有人大声骂着燕山府的弩手们吃着大宋朝的粮饷,杀着大宋朝的百姓。有女人抱着自己已经没了呼吸的孩子,死命的求求那些弩手们能叫自己的孩子活转过来,而有的枯瘦如柴的百姓,拿着大大的柴火棒子,往不反抗的弩手们身上头上招呼。没有人愿意这样,但这是必须的。一向受不了这些个的武松,在上前当场诛杀了几个明显想要闹事的民众后,激起了民愤。但随后武松的一句话,又让这些不知道感恩的“鸟厮”们统统闭上了两片唇。“若再有人胆敢闹事,燕山府的军队,马上从晋州撤出,各位乡亲父老既然恩将仇报,等着被金人城破之后屠城罢。”
那个明显的,带着北地金人粗扩的脸庞的汉子,在转了转眼珠子,大声的叫了一声“滚吧,滚吧,爷们们不稀罕,之后,被武松的威胁吓傻了的民众们,当场把那个“细作”打成了肉泥,连渣都不剩下
第三日,金人在城门外斩杀了超过一千名手无寸铁,引颈等死的平民之后,一队晋州厢军,跟燕山府的军士们起了冲突。武松本想镇压,却被早就目眦尽裂的岳飞请命,要带着这二百多兄弟们出城,跟金人拼命。武松在来此之前,就被谋士团的策略警告过,若是沉不住气大开城门,整座晋州城的百姓,将被自己亲手送到阎罗殿。
可岳飞定要出战,哪怕从城墙上下去,也要跟金人拼命。武松看了岳飞许久,默然点头。岳飞披挂停当,身后却又突然多出来了一队燕山府的士卒,那是他麾下,被他视作亲兄弟的五十袍泽。
骑着勉强能托起自己的马匹,二百多人从稍稍开启了一道缝隙的城门内奔出。金人见状,纷纷在燕云弩的射程外挑拨。而岳飞竟然真的悍不畏死,明知此去凶多吉少,也一马当先。全城被岳飞这种豪壮震动。城墙上,有心软的袍泽们,当场哭出声来。
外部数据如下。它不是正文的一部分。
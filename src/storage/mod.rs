//! Overlay of live per-file storage and month containers.
//!
//! Live storage is authoritative whenever it has the requested data; the
//! month container is consulted only as a fallback. Rotation keeps the two
//! mutually exclusive per month, so no merging is attempted.

mod cache;
pub mod live;

use std::collections::BTreeSet;
use std::fs::{self, File};
use std::io::{self, Read};
use std::path::{Path, PathBuf};
use std::sync::Arc;

use time::OffsetDateTime;

use crate::archive::{self, ArchiveFormat, ArchiveIndex, MemberReader, RotateOutcome};
use crate::error::{Error, Result};
use crate::layout::{container_stem, member_name, validate_filename, StorageLayout};
use crate::month::{check_upload_window, Month};

pub use cache::{ArchiveCache, ArchiveKey};

/// Bytes of one log file, from whichever tier holds it.
pub enum LogReader {
    Live(File),
    Archived(MemberReader),
}

impl LogReader {
    pub fn is_archived(&self) -> bool {
        matches!(self, LogReader::Archived(_))
    }
}

impl Read for LogReader {
    fn read(&mut self, buf: &mut [u8]) -> io::Result<usize> {
        match self {
            LogReader::Live(file) => file.read(buf),
            LogReader::Archived(member) => member.read(buf),
        }
    }
}

/// Storage engine for per-owner monthly logs.
#[derive(Debug)]
pub struct LogStore {
    layout: StorageLayout,
    format: ArchiveFormat,
    cache: ArchiveCache,
}

impl LogStore {
    /// `format` is the rotation target. Read-only formats are rejected here,
    /// before any request is served.
    pub fn new(root: impl Into<PathBuf>, format: ArchiveFormat) -> Result<Self> {
        if !format.is_writable() {
            return Err(Error::Config(format!(
                "compression format {format} is read-only and cannot be used for new archives"
            )));
        }
        Ok(Self {
            layout: StorageLayout::new(root),
            format,
            cache: ArchiveCache::new(),
        })
    }

    /// Path mapping for this store.
    pub fn layout(&self) -> &StorageLayout {
        &self.layout
    }

    /// Directory holding one subdirectory per owner.
    pub fn root(&self) -> &Path {
        self.layout.root()
    }

    /// Format used for new containers.
    pub fn format(&self) -> ArchiveFormat {
        self.format
    }

    /// Indexes of containers read so far.
    pub fn cache(&self) -> &ArchiveCache {
        &self.cache
    }

    /// Writes `payload` to live storage for `owner`/`month`/`filename`.
    pub fn upload(
        &self,
        owner: &str,
        month: Month,
        filename: &str,
        payload: &mut impl Read,
        now: OffsetDateTime,
    ) -> Result<u64> {
        check_upload_window(month, now)?;
        let path = self.layout.live_path(owner, month, filename)?;
        let written = live::write_atomic(&path, payload)?;
        log::info!("stored {owner}/{month}/{filename} ({written} bytes)");
        Ok(written)
    }

    /// Months with either a live directory or a container, oldest first.
    pub fn list_months(&self, owner: &str) -> Result<Vec<Month>> {
        let owner_dir = self.layout.owner_dir(owner)?;
        let entries = match fs::read_dir(&owner_dir) {
            Ok(entries) => entries,
            Err(err) if err.kind() == io::ErrorKind::NotFound => return Ok(Vec::new()),
            Err(err) => return Err(err.into()),
        };

        let mut months = BTreeSet::new();
        for entry in entries {
            let entry = entry?;
            let name = entry.file_name().to_string_lossy().into_owned();
            let candidate = if entry.file_type()?.is_dir() {
                name.as_str()
            } else {
                container_stem(&name)
            };
            if let Ok(month) = Month::parse(candidate) {
                months.insert(month);
            }
        }
        Ok(months.into_iter().collect())
    }

    /// Months that still have a live directory.
    pub fn live_months(&self, owner: &str) -> Result<Vec<Month>> {
        let owner_dir = self.layout.owner_dir(owner)?;
        let mut months = Vec::new();
        for entry in fs::read_dir(&owner_dir)? {
            let entry = entry?;
            if !entry.file_type()?.is_dir() {
                continue;
            }
            if let Ok(month) = Month::parse(&entry.file_name().to_string_lossy()) {
                months.push(month);
            }
        }
        months.sort_unstable();
        Ok(months)
    }

    /// Owner directories directly under the storage root.
    pub fn owners(&self) -> Result<Vec<String>> {
        let mut owners = Vec::new();
        for entry in fs::read_dir(self.root())? {
            let entry = entry?;
            if !entry.file_type()?.is_dir() {
                continue;
            }
            let name = entry.file_name().to_string_lossy().into_owned();
            if name.starts_with('.') {
                continue;
            }
            owners.push(name);
        }
        owners.sort_unstable();
        Ok(owners)
    }

    /// File names for `owner`/`month`: the live directory if it exists,
    /// otherwise the container members with the month prefix removed.
    ///
    /// Only names that [`LogStore::open`] accepts are listed, so nested or
    /// dot-prefixed members stay hidden in either tier.
    pub fn list_files(&self, owner: &str, month: Month) -> Result<Vec<String>> {
        let month_dir = self.layout.month_dir(owner, month)?;
        if month_dir.is_dir() {
            return Ok(live::list_files(&month_dir)?);
        }

        let index = self.resolve_archive(owner, month)?;
        let prefix = format!("{month}/");
        let mut names: Vec<String> = index
            .member_names()
            .filter_map(|name| name.strip_prefix(&prefix))
            .filter(|name| validate_filename(name).is_ok())
            .map(str::to_string)
            .collect();
        names.sort_unstable();
        Ok(names)
    }

    /// Opens a log file, preferring live storage over the month container.
    pub fn open(&self, owner: &str, month: Month, filename: &str) -> Result<LogReader> {
        let live_path = self.layout.live_path(owner, month, filename)?;
        match open_regular(&live_path) {
            Ok(file) => return Ok(LogReader::Live(file)),
            Err(err) => log::debug!(
                "{} unavailable ({err}), trying archive",
                live_path.display()
            ),
        }

        let not_found = || Error::NotFound(format!("{owner}/{month}/{filename}"));
        let index = self.resolve_archive(owner, month).map_err(|err| {
            if err.is_not_found() {
                not_found()
            } else {
                err
            }
        })?;
        match index.fetch(&member_name(month, filename)) {
            Ok(member) => Ok(LogReader::Archived(member)),
            Err(err) if err.is_not_found() => Err(not_found()),
            Err(err) => Err(err),
        }
    }

    /// Reads a whole log file into memory.
    pub fn read(&self, owner: &str, month: Month, filename: &str) -> Result<Vec<u8>> {
        let mut reader = self.open(owner, month, filename)?;
        let mut buf = Vec::new();
        reader.read_to_end(&mut buf)?;
        Ok(buf)
    }

    /// Index of the container for `owner`/`month`, built on first use.
    pub fn resolve_archive(&self, owner: &str, month: Month) -> Result<Arc<ArchiveIndex>> {
        let key = ArchiveKey::new(owner, month);
        self.cache.resolve_with(&key, || {
            let path = self
                .find_container(owner, month)?
                .ok_or_else(|| Error::NotFound(format!("no archive for {owner}/{month}")))?;
            ArchiveIndex::build(path)
        })
    }

    /// Looks for the month container, trying the configured format first and
    /// then every other known extension.
    pub fn find_container(&self, owner: &str, month: Month) -> Result<Option<PathBuf>> {
        let candidates = std::iter::once(self.format)
            .chain(ArchiveFormat::ALL.into_iter().filter(|f| *f != self.format));
        for format in candidates {
            let path = self.layout.container_path(owner, month, format)?;
            if path.is_file() {
                return Ok(Some(path));
            }
        }
        Ok(None)
    }

    /// Rotates one live month of `owner` into a container.
    pub fn rotate_month(&self, owner: &str, month: Month) -> Result<RotateOutcome> {
        let owner_dir = self.layout.owner_dir(owner)?;
        archive::rotate(&owner_dir, month, self.format)
    }
}

fn open_regular(path: &Path) -> io::Result<File> {
    let file = File::open(path)?;
    if !file.metadata()?.is_file() {
        return Err(io::Error::new(
            io::ErrorKind::NotFound,
            format!("{} is not a regular file", path.display()),
        ));
    }
    Ok(file)
}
可等到岳飞奔到距离那金人二百步的时候,突然勒马回转,绕着东城和北城的城墙奔走。大宋朝的国骂被淋漓尽致的发挥出来,那些通晓,大宋国语的金人,在最初学习天朝语言的时候,都是从骂人开始,然而,作为外族,那嗓门和花样比起来土生土长的,愤怒到极点的军士们的时候,简直是燕雀和鸿鹄的区别。
有沉不住气的金人暴徒主动上去跟挑战。二百对二百的一次小辨模冲突战后,岳飞身后的十名厢军,和三十重装步卒统统换上了金人的马匹,而那一向重勇武的金人,竟然在阵前,看着岳飞飞奔而去不追赶
晋州实在是重要的地界,若是晋州不能攻破,南下的金人万一出师不利的时候,退路会被封死,而若晋州被金人得到,稍微经营,便是金人南探大宋腹地的绝佳补给城池。根本无视了大金国土中四处大开杀戒的大宋朝军队之后,金人的部落首领们,开始跟晋州玩命。而为了生存下去,晋州的二十万百姓自发抗金,宋金双方,开始胶着。
大宋朝宣和四年五月。八万金人在进攻大宋朝晋州久攻不下的时候,被大宋朝燕山府的两万骑兵趁夜摸黑袭击了营地。被每晚的搔扰弄得筋疲力尽的金人一开始根本没反应过来,两万禁军马踏连营,竟然生生的,从金人营地内杀了个来回。
此战过后,金人的大半精锐丧生,出去老弱,留下来的可战将士,不足两万,而原本根本没打算活着的两万大宋朝燕山府清兵精锐,只剩下了一千不到,还是领军出城的岳飞亲去接应,回的晋州。
蔡京、童贯等人身死之后,大权独揽的太宰王黼,也终于安排燕山府的知府林冲,跟大宋朝新晋的官家赵桓,开始了第一次见面。